0) is a steel material or a non-ferrous metal material, and the surface treatment material (170) is a resin material (171) or a composite material of a resin and a metal (172). The scroll-type compressor as described. 3. The resin material (171) is a Teflon resin, and the resin-metal composite material (172) is a composite material obtained by adding a nickel-phosphorus alloy to a Teflon resin or molybdenum disulfide to a polyamideimide. The scroll type compressor according to claim 2, wherein the scroll type compressor is an added composite material. 4. The scroll members (120, 14)
The scroll compressor according to claim 1, wherein 0) is a steel material or a non-ferrous metal material, and the surface treatment material (170) is a plating material (173). 5. The plating material (173) is made of tin or a nickel-phosphorus alloy.

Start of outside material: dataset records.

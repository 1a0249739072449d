//! Explicit configuration structs threaded through constructors.
//!
//! Per spec §9's "Global mutable state" redesign flag, the private-mode
//! toggle and the API-key map are ordinary fields here, not process-wide
//! singletons. `DocumentProcessingConfig` keeps the name and shape of
//! `tradocflow-core/src/services/document_processing.rs`'s struct of the
//! same name, generalised to the languages/chunking this crate needs.

use std::collections::HashMap;
use std::io::Write as _;
use std::path::Path;

use serde::{Deserialize, Serialize};

use crate::error::{CoreError, Result};

/// Parsed `api_keys.txt`: `key = value` lines, `#` comments. Recognised
/// keys accept the aliases spec §6 lists (`google|gemini`, `claude|anthropic`,
/// `openai|chatgpt`).
#[derive(Debug, Clone, Default, Serialize, Deserialize)]
pub struct ApiKeyConfig {
    pub google: Option<String>,
    pub claude: Option<String>,
    pub openai: Option<String>,
}

const TEMPLATE: &str = "\
# Supervertaler API keys.
# One `key = value` per line. Lines starting with # are comments.
# Recognised keys: google (or gemini), claude (or anthropic), openai (or chatgpt).
# google = YOUR_GEMINI_KEY
# claude = YOUR_ANTHROPIC_KEY
# openai = YOUR_OPENAI_KEY
";

impl ApiKeyConfig {
    /// Load `api_keys.txt`. A missing file is created as a commented
    /// template and an empty config is returned.
    pub fn load_or_create(path: impl AsRef<Path>) -> Result<Self> {
        let path = path.as_ref();
        if !path.exists() {
            let mut file = std::fs::File::create(path)?;
            file.write_all(TEMPLATE.as_bytes())?;
            return Ok(Self::default());
        }
        let contents = std::fs::read_to_string(path)?;
        Ok(Self::parse(&contents))
    }

    pub fn parse(contents: &str) -> Self {
        let mut config = Self::default();
        for line in contents.lines() {
            let line = line.trim();
            if line.is_empty() || line.starts_with('#') {
                continue;
            }
            let Some((key, value)) = line.split_once('=') else {
                continue;
            };
            let key = key.trim().to_lowercase();
            let value = value.trim().to_string();
            if value.is_empty() {
                continue;
            }
            match key.as_str() {
                "google" | "gemini" => config.google = Some(value),
                "claude" | "anthropic" => config.claude = Some(value),
                "openai" | "chatgpt" => config.openai = Some(value),
                _ => {}
            }
        }
        config
    }

    pub fn has_any(&self) -> bool {
        self.google.is_some() || self.claude.is_some() || self.openai.is_some()
    }
}

/// Disambiguates provider-specific batch sizing / output-token budgets
/// inside `LLMOrchestrator` without the orchestrator ever branching on
/// provider identity beyond this hint, per spec §4.I / §9.
#[derive(Debug, Clone, Copy, PartialEq, Eq, Serialize, Deserialize)]
pub enum ProviderHint {
    Gemini,
    Claude,
    OpenAi,
}

impl ProviderHint {
    /// Conservative default batch size per provider, mirroring
    /// `ai_pretranslation_agent.py`'s per-provider token-budget comment
    /// (Gemini ~30K tokens, Claude ~200K, OpenAI ~128K) translated into a
    /// segment-count ceiling rather than a token estimate.
    pub fn default_chunk_size(&self) -> usize {
        match self {
            Self::Gemini => 40,
            Self::Claude => 150,
            Self::OpenAi => 100,
        }
    }
}

/// Translation vs. proofread mode, a tagged union per spec §9 rather than
/// a class hierarchy.
#[derive(Debug, Clone, Copy, PartialEq, Eq, Serialize, Deserialize)]
pub enum RunMode {
    Translate,
    Proofread,
}

/// Per-run configuration: languages, chunk size, provider, resources.
/// Grounded in shape on `DocumentProcessingConfig` in
/// `tradocflow-core/src/services/document_processing.rs`.
#[derive(Debug, Clone, Serialize, Deserialize)]
pub struct RunConfig {
    pub source_lang: String,
    pub target_lang: String,
    pub mode: RunMode,
    pub provider: ProviderHint,
    #[serde(default = "default_chunk_size")]
    pub chunk_size: usize,
    #[serde(default)]
    pub custom_instructions: String,
    #[serde(default)]
    pub tm_ids: Vec<String>,
    #[serde(default)]
    pub termbase_project_id: Option<String>,
    #[serde(default = "default_true")]
    pub bidirectional_tm: bool,
    #[serde(default = "default_fuzzy_threshold")]
    pub fuzzy_threshold: f64,
    #[serde(default = "default_max_tm_matches")]
    pub max_tm_matches: usize,
    #[serde(default = "default_tracked_change_cap")]
    pub tracked_change_count: usize,
}

fn default_chunk_size() -> usize {
    100
}
fn default_true() -> bool {
    true
}
fn default_fuzzy_threshold() -> f64 {
    0.6
}
fn default_max_tm_matches() -> usize {
    5
}
fn default_tracked_change_cap() -> usize {
    5
}

impl RunConfig {
    pub fn new(source_lang: impl Into<String>, target_lang: impl Into<String>, mode: RunMode, provider: ProviderHint) -> Self {
        Self {
            source_lang: source_lang.into(),
            target_lang: target_lang.into(),
            mode,
            provider,
            chunk_size: provider.default_chunk_size(),
            custom_instructions: String::new(),
            tm_ids: Vec::new(),
            termbase_project_id: None,
            bidirectional_tm: true,
            fuzzy_threshold: default_fuzzy_threshold(),
            max_tm_matches: default_max_tm_matches(),
            tracked_change_count: default_tracked_change_cap(),
        }
    }
}

/// Project file, deserialising into `supervertaler_tm::Project` plus the
/// run-configuration subset spec §6 names (UI language pair, provider/
/// model, mode, chunk size, custom instructions, file paths, selected
/// system prompts).
#[derive(Debug, Clone, Serialize, Deserialize)]
pub struct ProjectFile {
    pub version: String,
    pub project: supervertaler_tm::Project,
    pub run_config: Option<RunConfig>,
    #[serde(default)]
    pub source_path: Option<String>,
    #[serde(default)]
    pub output_dir: Option<String>,
    #[serde(default)]
    pub figures_dir: Option<String>,
    #[serde(default)]
    pub tracked_change_sources: Vec<String>,
    #[serde(default)]
    pub system_prompt_file: Option<String>,
}

impl ProjectFile {
    pub fn load(path: impl AsRef<Path>) -> Result<Self> {
        let contents = std::fs::read_to_string(path)?;
        serde_json::from_str(&contents).map_err(|e| CoreError::InvalidInput(e.to_string()))
    }

    pub fn save(&self, path: impl AsRef<Path>) -> Result<()> {
        let contents = serde_json::to_string_pretty(self).map_err(|e| CoreError::InvalidInput(e.to_string()))?;
        std::fs::write(path, contents)?;
        Ok(())
    }
}

/// Extra per-project settings that don't warrant their own field, stored
/// as a typed map rather than an untyped `serde_json::Value` blob where
/// the caller needs simple string settings (e.g. last-used paths).
pub type SettingsMap = HashMap<String, String>;

#[cfg(test)]
mod tests {
    use super::*;

    #[test]
    fn api_key_config_parses_recognised_aliases_and_comments() {
        let contents = "# comment\ngemini = abc123\nanthropic=def456\nopenai = ghi789\nbad-line\n";
        let config = ApiKeyConfig::parse(contents);
        assert_eq!(config.google.as_deref(), Some("abc123"));
        assert_eq!(config.claude.as_deref(), Some("def456"));
        assert_eq!(config.openai.as_deref(), Some("ghi789"));
    }

    #[test]
    fn missing_api_keys_file_is_created_as_template() {
        let dir = tempfile::tempdir().unwrap();
        let path = dir.path().join("api_keys.txt");
        let config = ApiKeyConfig::load_or_create(&path).unwrap();
        assert!(!config.has_any());
        assert!(path.exists());
        let contents = std::fs::read_to_string(&path).unwrap();
        assert!(contents.contains("# Supervertaler API keys"));
    }
}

2. The scroll compressor according to item 1. 6. The scroll type compressor according to claim 1, wherein the scroll type compressor is applied to a supercritical refrigeration cycle. 7. The method for manufacturing a scroll member of a scroll compressor according to claim 1, wherein said scroll members (120, 140) are provided on a surface of at least one spiral wall of said scroll members (120, 140). , 140) is coated with the surface treatment material (170) to a thickness not less than the maximum distance of the gap portion (160), and the two scroll members (120, 140) are pressed against each other with the spiral walls meshing with each other. Eccentric orbital motion, and the surface treatment material (17
A method of manufacturing a scroll member of a scroll compressor, wherein the method of (1) is slidably worn to a predetermined thickness.